Self-incompatibility (SI), is the most important and widespread mechanism promoting out breeding and gene flow through pollen in flowering plants. SI is a genetically determined pollen–pistil recognition system that prevents self-fertilization and cross-fertilization between individuals sharing the same incompatibility type. SI therefore, prevents inbreeding at two levels:
(i) by making selfing impossible and (ii) by preventing mating between close relatives that have inherited the same incompatibility
SI, ‘The inability of a fertile hermaphrodite seed plant toproduce zygotes after self-pollination’ (D De Nettancourt & Croix, 1997)is one of the mechanisms that has evolved to encourage outbreeding in flowering plants. The effectiveness of self-incompatibility in promoting outbreeding is believed to be one of the most important factors which ensured the evolutionary success of flowering plants (Whitehouse, 1950).
It has been suggested that SI was a feature of the earliest flowering plants and may have played a significant role in their extraordinary evolutionary success by optimizing the benefits afforded by co-sexual flowers and insect pollination (Whitehouse, 1950).Today it is estimated that SI is present in ca. 60% of all flowering plants(Hiscock & Kües, 1999).
Two genetic mechanisms of Self Incompatibility have been recognized GSI (Gametophytic self-incompatibility) and SSI (Sporophytic self-incompatibility). In GSI the incompatibility type of the pollen is controlled by its own haploid genotype, whereas in SSI, the pollen incompatibility type is controlled by the diploid (sporophyte) genotype of the parental anther in which it was produced.
Self-incompatibility are of two types: homomorphic and heteromorphic self-incompatibility. In heteromorphic self-incompatibility, morphologically distinct flowers are produced with difference in length of style and anther. This causes physical barrier in pollination which results in outcrossing(Clarke & Newbigin, 1993).
In homomorphic self-incompatibility, morphologically same flowers are produced within inbreeding species. Homomorphic self-incompatibility is further divided into two sub groups: Sporophytic and Gametophytic self-incompatibility. In homomorphic self-incompatibility, self- pollination is not affected by physical barrier. But self-pollination is controlled by a single locus (the S-locus) with multiple alleles which arrest the growth of self-pollen tubes before fertilization of the ovules (Clarke & Newbigin, 1993). In homomorphic self-incompatibility both the pollen and pistil express the S-locus.
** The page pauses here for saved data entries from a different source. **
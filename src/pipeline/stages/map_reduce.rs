// src/pipeline/stages/map_reduce.rs

use crate::blueprint::{MapFn, MapReduceNode, ReduceFn};
use crate::errors::StageFault;
use crate::model::{Batch, Row, Timestamp, Value};

/// Folds each incoming batch into one result row (or, for the identity
/// reduce, one row per mapped value). Keys and windows are carried over from
/// the input batch.
#[derive(Debug)]
pub struct MapReduceOp {
    map: MapFn,
    reduce: ReduceFn,
    field: Option<String>,
    column: String,
}

impl MapReduceOp {
    pub fn new(node: &MapReduceNode) -> Self {
        Self {
            map: node.map.clone(),
            reduce: node.reduce,
            field: node.field.clone(),
            column: node.output_column(),
        }
    }

    pub fn on_batch(&mut self, batch: Batch) -> Result<Option<Batch>, StageFault> {
        let Some(last_time) = batch.last_time() else {
            return Ok(None);
        };

        let mapped = self.map_rows(&batch)?;
        let rows = self.reduce_values(mapped, last_time)?;
        if rows.is_empty() {
            return Ok(None);
        }

        Ok(Some(Batch {
            name: batch.name,
            tags: batch.tags,
            columns: vec![self.column.clone()],
            rows,
            window: batch.window,
        }))
    }

    fn field_index(&self, batch: &Batch) -> Result<Option<usize>, StageFault> {
        match &self.field {
            None => Ok(None),
            Some(field) => batch
                .column_index(field)
                .map(Some)
                .ok_or_else(|| StageFault::MissingField(field.clone())),
        }
    }

    fn map_rows(&self, batch: &Batch) -> Result<Vec<(Timestamp, Value)>, StageFault> {
        let idx = self.field_index(batch)?;
        let mut out = Vec::with_capacity(batch.rows.len());

        for row in &batch.rows {
            match &self.map {
                MapFn::Count => {
                    let counted = idx.is_none_or(|i| !row.values[i].is_null());
                    if counted {
                        out.push((row.time, Value::Float(1.0)));
                    }
                }
                MapFn::Identity => {
                    let i = idx.ok_or_else(|| StageFault::MissingField("<field>".to_string()))?;
                    if !row.values[i].is_null() {
                        out.push((row.time, row.values[i].clone()));
                    }
                }
                MapFn::Expr(expr) => {
                    out.push((row.time, expr.eval_row(batch, row)?));
                }
            }
        }
        Ok(out)
    }

    fn numbers(&self, mapped: &[(Timestamp, Value)]) -> Result<Vec<f64>, StageFault> {
        mapped
            .iter()
            .map(|(_, v)| {
                v.as_f64().ok_or_else(|| StageFault::NotNumeric {
                    field: self.field.clone().unwrap_or_else(|| self.column.clone()),
                    value: v.to_string(),
                })
            })
            .collect()
    }

    fn reduce_values(
        &self,
        mapped: Vec<(Timestamp, Value)>,
        time: Timestamp,
    ) -> Result<Vec<Row>, StageFault> {
        let single = |v: Value| vec![Row::new(time, vec![v])];

        let rows = match self.reduce {
            ReduceFn::Identity => mapped
                .into_iter()
                .map(|(t, v)| Row::new(t, vec![v]))
                .collect(),
            ReduceFn::Count => single(Value::Float(mapped.len() as f64)),
            ReduceFn::Sum => single(Value::Float(self.numbers(&mapped)?.iter().sum())),
            ReduceFn::First => match mapped.into_iter().next() {
                Some((_, v)) => single(v),
                None => Vec::new(),
            },
            ReduceFn::Last => match mapped.into_iter().next_back() {
                Some((_, v)) => single(v),
                None => Vec::new(),
            },
            ReduceFn::Mean => {
                let xs = self.numbers(&mapped)?;
                if xs.is_empty() {
                    Vec::new()
                } else {
                    single(Value::Float(xs.iter().sum::<f64>() / xs.len() as f64))
                }
            }
            ReduceFn::Min => match self.numbers(&mapped)?.into_iter().reduce(f64::min) {
                Some(x) => single(Value::Float(x)),
                None => Vec::new(),
            },
            ReduceFn::Max => match self.numbers(&mapped)?.into_iter().reduce(f64::max) {
                Some(x) => single(Value::Float(x)),
                None => Vec::new(),
            },
            ReduceFn::Percentile(p) => match percentile(self.numbers(&mapped)?, p) {
                Some(x) => single(Value::Float(x)),
                None => Vec::new(),
            },
        };
        Ok(rows)
    }
}

/// Nearest-rank percentile: sort ascending and take index
/// `ceil(p / 100 * n) - 1`, clamped to the valid range.
pub fn percentile(mut xs: Vec<f64>, p: f64) -> Option<f64> {
    if xs.is_empty() {
        return None;
    }
    xs.sort_by(f64::total_cmp);
    let n = xs.len();
    let rank = (p / 100.0 * n as f64).ceil() as i64 - 1;
    let idx = rank.clamp(0, n as i64 - 1) as usize;
    Some(xs[idx])
}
In gametophytic self-incompatible plants phenotype of pollen is determined by its own (haploid) S genotype. But in case of sporophytic self-incompatible plants the phenotype of pollen is determined by the diploid S genotype of the plant producing pollen (Clarke & Newbigin, 1993). It is estimated that SI is present in more than half of all the species of angiosperms(Brewbaker, 1959; Dreux de Nettancourt, 1997). In most of the fruit species, gametophytic self-incompatibility occurs. In gametophytic self-incompatibility, two separate genes present in S locus control male and female specificities (Yamane & Tao, 2009).
The variants of S-locus are called as S-haplophyte whereas the variant of S-locus genes, pistil-S and pollen-S are known as allele and either pistil-S or pollen-S represent their S haplotype (Yamane & Tao, 2009). In GSI, pollen tube (having either one of the two S-alleles carried by recipient pistil) growth is arrested in the style (Dreux de Nettancourt, 1997). In most fruit species, ribonuclease (S-RNase) were pistil-S determinants and S haplotype-specific F-box gene (SFB) were pollen-S determinant or the S-locus F-box gene (SLF) (Entani et al., 2003).